What to do: In the material below, find each line with the string "center" and copy it.

** Material for this exercise follows **

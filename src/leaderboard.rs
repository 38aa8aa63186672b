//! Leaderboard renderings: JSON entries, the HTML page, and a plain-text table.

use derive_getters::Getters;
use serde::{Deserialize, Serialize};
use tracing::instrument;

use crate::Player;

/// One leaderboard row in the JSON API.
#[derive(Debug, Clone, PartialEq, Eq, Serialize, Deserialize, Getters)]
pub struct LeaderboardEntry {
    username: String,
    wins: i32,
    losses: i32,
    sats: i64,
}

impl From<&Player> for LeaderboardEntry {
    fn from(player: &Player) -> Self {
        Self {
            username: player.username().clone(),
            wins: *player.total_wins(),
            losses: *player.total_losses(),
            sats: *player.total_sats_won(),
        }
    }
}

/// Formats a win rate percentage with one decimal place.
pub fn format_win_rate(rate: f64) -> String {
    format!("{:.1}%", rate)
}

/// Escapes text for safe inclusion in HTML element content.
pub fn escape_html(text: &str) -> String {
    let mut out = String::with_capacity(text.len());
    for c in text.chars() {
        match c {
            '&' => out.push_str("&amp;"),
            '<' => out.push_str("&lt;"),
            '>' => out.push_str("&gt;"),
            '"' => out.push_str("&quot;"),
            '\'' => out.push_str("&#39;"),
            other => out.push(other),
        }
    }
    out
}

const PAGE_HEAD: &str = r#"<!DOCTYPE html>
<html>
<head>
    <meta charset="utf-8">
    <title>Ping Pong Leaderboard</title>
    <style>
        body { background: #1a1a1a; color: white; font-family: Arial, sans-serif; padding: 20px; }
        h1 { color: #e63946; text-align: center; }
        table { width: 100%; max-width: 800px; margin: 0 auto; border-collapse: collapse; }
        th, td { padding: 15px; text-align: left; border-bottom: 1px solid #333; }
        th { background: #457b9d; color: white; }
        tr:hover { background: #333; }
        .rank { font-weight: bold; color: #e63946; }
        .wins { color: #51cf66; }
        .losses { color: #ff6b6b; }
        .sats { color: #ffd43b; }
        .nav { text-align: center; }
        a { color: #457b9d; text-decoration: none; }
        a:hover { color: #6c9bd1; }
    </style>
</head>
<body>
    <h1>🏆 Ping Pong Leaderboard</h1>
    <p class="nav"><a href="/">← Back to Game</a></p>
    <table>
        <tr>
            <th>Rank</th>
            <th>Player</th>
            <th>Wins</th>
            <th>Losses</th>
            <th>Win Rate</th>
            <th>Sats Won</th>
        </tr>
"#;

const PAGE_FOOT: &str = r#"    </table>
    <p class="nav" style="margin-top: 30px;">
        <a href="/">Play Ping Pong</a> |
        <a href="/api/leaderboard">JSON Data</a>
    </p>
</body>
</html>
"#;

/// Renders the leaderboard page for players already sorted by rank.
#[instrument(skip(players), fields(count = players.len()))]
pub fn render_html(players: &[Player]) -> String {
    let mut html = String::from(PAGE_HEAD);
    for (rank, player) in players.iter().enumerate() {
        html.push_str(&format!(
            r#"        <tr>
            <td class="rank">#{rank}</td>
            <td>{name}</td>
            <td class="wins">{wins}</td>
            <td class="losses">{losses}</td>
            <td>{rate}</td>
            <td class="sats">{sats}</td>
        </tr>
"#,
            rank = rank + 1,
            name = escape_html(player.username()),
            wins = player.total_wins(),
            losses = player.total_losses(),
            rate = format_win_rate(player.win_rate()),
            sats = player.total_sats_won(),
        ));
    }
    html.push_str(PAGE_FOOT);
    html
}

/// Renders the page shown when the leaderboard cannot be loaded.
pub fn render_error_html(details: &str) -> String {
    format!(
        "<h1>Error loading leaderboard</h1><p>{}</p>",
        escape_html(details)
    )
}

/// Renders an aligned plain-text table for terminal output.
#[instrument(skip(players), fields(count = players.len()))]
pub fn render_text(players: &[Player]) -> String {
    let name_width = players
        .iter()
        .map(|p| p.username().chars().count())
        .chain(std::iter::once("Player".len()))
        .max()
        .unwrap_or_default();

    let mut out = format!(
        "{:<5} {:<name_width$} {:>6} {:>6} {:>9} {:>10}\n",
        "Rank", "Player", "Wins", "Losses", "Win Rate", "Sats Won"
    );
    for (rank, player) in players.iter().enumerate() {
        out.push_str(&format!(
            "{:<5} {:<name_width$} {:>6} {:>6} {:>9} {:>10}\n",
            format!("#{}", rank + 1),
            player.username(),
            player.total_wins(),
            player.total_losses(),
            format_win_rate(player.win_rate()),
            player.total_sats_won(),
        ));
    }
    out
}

** End of Material for this exercise **

Exercise result:
        h1 { color: #e63946; text-align: center; }
        .nav { text-align: center; }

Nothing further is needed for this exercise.